Bussiness
New York Data Breach Requirements Set Reporting Tone Nationally
Cybersecurity regulations can be a constantly moving target, with digital advances and sophisticated threat actors appearing at every turn. New York State’s Department of Financial Services made significant moves last November toward boosting the state’s regulatory framework around these distinct challenges.
With the approach of the new regulations’ first anniversary—marking the effective date for several of the most important new compliance requirements—companies should stay vigilant as cyberattacks and security breaches become an increasing concern.
NYDFS regulates more than 3,000 financial institutions with assets totaling more than $9.7 trillion including insurance companies, health insurers and managed care organizations, banking and other financial institutions, and virtual currency companies, among others.

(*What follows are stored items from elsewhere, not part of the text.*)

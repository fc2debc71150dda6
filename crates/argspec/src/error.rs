use std::fmt;

use thiserror::Error;

use crate::{action::ActionKind, ArityMode, Value};

pub type Result<T, E = Error> = std::result::Result<T, E>;

/// Either half of the taxonomy, for callers that register and parse in one go.
#[derive(Debug, Clone, PartialEq, Error)]
pub enum Error {
    #[error(transparent)]
    Config(#[from] ConfigError),
    #[error(transparent)]
    Match(#[from] MatchError),
}

/// A malformed action, detected at registration.
#[derive(Debug, Clone, PartialEq, Eq, Error)]
pub enum ConfigError {
    #[error("dest must not be empty")]
    EmptyDest,
    #[error("dest `{0}` is already registered")]
    DuplicateDest(String),
    #[error("argument `{dest}`: option string `{option}` conflicts with `{existing}`")]
    ConflictingOptionString { option: String, dest: String, existing: String },
    #[error("invalid option string `{option}`: must start with one of `{prefix_chars}`")]
    InvalidOptionString { option: String, prefix_chars: String },
    #[error("nargs must not be negative, got {0}")]
    NegativeArity(i64),
    #[error("invalid nargs value `{0}`")]
    InvalidArity(String),
    #[error("nargs `{0}` is not supported")]
    UnsupportedArity(String),
    #[error("`required` is not allowed for positional `{0}`")]
    RequiredPositional(String),
    #[error("argument `{0}`: nargs for store actions must be != 0")]
    ZeroArityStore(String),
    #[error("argument `{dest}`: {kind} actions take no arguments")]
    ArityNotAllowed { dest: String, kind: ActionKind },
    #[error("positional `{dest}` can't be a {kind} action")]
    PositionalKind { dest: String, kind: ActionKind },
    #[error("argument `{0}`: choices must not be empty")]
    EmptyChoices(String),
    #[error("prefix chars must not be empty")]
    EmptyPrefixChars,
}

/// Coarse classification of a [`MatchError`].
#[derive(Debug, Clone, Copy, PartialEq, Eq, Hash)]
pub enum ErrorKind {
    MissingArgument,
    InvalidType,
    InvalidChoice,
    ExplicitArgumentIgnored,
    UnrecognizedArgument,
    RequiredArgumentMissing,
}

/// A token that no action claimed.
#[derive(Debug, Clone, PartialEq, Eq)]
pub struct Unrecognized {
    pub position: usize,
    pub token: String,
}

/// A failed parse. No partial namespace accompanies it.
#[derive(Debug, Clone, PartialEq, Error)]
pub enum MatchError {
    #[error("argument {arg}: {}", expected(.arity))]
    MissingArgument { arg: String, arity: ArityMode },
    #[error("argument {arg}: invalid {conversion} value: '{token}' ({reason})")]
    InvalidType { arg: String, conversion: String, token: String, position: usize, reason: String },
    #[error("argument {arg}: invalid choice: {} (choose from {})", Repr(.value), ReprList(.choices))]
    InvalidChoice { arg: String, value: Value, choices: Vec<Value>, position: usize },
    #[error("argument {arg}: ignored explicit argument '{value}'")]
    ExplicitArgumentIgnored { arg: String, value: String, position: usize },
    #[error("unrecognized arguments: {}", TokenList(.tokens))]
    UnrecognizedArguments { tokens: Vec<Unrecognized> },
    #[error("the following arguments are required: {}", .args.join(", "))]
    RequiredArgumentMissing { args: Vec<String> },
}

impl MatchError {
    pub fn kind(&self) -> ErrorKind {
        match self {
            MatchError::MissingArgument { .. } => ErrorKind::MissingArgument,
            MatchError::InvalidType { .. } => ErrorKind::InvalidType,
            MatchError::InvalidChoice { .. } => ErrorKind::InvalidChoice,
            MatchError::ExplicitArgumentIgnored { .. } => ErrorKind::ExplicitArgumentIgnored,
            MatchError::UnrecognizedArguments { .. } => ErrorKind::UnrecognizedArgument,
            MatchError::RequiredArgumentMissing { .. } => ErrorKind::RequiredArgumentMissing,
        }
    }

    /// Display name of the offending action, if the error concerns exactly one.
    pub fn arg(&self) -> Option<&str> {
        match self {
            MatchError::MissingArgument { arg, .. }
            | MatchError::InvalidType { arg, .. }
            | MatchError::InvalidChoice { arg, .. }
            | MatchError::ExplicitArgumentIgnored { arg, .. } => Some(arg.as_str()),
            MatchError::UnrecognizedArguments { .. }
            | MatchError::RequiredArgumentMissing { .. } => None,
        }
    }

    /// Index of the offending token, if there is a single one.
    pub fn position(&self) -> Option<usize> {
        match self {
            MatchError::InvalidType { position, .. }
            | MatchError::InvalidChoice { position, .. }
            | MatchError::ExplicitArgumentIgnored { position, .. } => Some(*position),
            MatchError::UnrecognizedArguments { tokens } if tokens.len() == 1 => {
                Some(tokens[0].position)
            }
            _ => None,
        }
    }
}

fn expected(arity: &ArityMode) -> String {
    match arity {
        ArityMode::Single | ArityMode::Exact(1) => "expected one argument".to_string(),
        ArityMode::Optional => "expected at most one argument".to_string(),
        ArityMode::OneOrMore => "expected at least one argument".to_string(),
        ArityMode::Exact(n) => format!("expected {n} arguments"),
        ArityMode::ZeroOrMore | ArityMode::Remainder => "expected arguments".to_string(),
    }
}

struct Repr<'a>(&'a Value);

impl fmt::Display for Repr<'_> {
    fn fmt(&self, f: &mut fmt::Formatter<'_>) -> fmt::Result {
        match self.0 {
            Value::Str(it) => write!(f, "'{it}'"),
            it => fmt::Display::fmt(it, f),
        }
    }
}

struct ReprList<'a>(&'a [Value]);

impl fmt::Display for ReprList<'_> {
    fn fmt(&self, f: &mut fmt::Formatter<'_>) -> fmt::Result {
        for (i, value) in self.0.iter().enumerate() {
            if i > 0 {
                f.write_str(", ")?;
            }
            fmt::Display::fmt(&Repr(value), f)?;
        }
        Ok(())
    }
}

struct TokenList<'a>(&'a [Unrecognized]);

impl fmt::Display for TokenList<'_> {
    fn fmt(&self, f: &mut fmt::Formatter<'_>) -> fmt::Result {
        for (i, it) in self.0.iter().enumerate() {
            if i > 0 {
                f.write_str(" ")?;
            }
            f.write_str(&it.token)?;
        }
        Ok(())
    }
}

The latest regulations from 2023 update a 2017 version of the NYDFS cybersecurity regulation to create more rigorous reporting, incident response, and governance standards. Also, a new category was included for large Class A firms. The requirements under the amendment are being phased in.
Is your business ready to manage cybersecurity events including ransomware attacks? Key steps can guide your response plan under New York’s new requirements.
First Steps
According to the Director of National Intelligence, ransomware data attacks increased globally by 74% in 2023 compared to 2022. Responding to a data breach can be costly.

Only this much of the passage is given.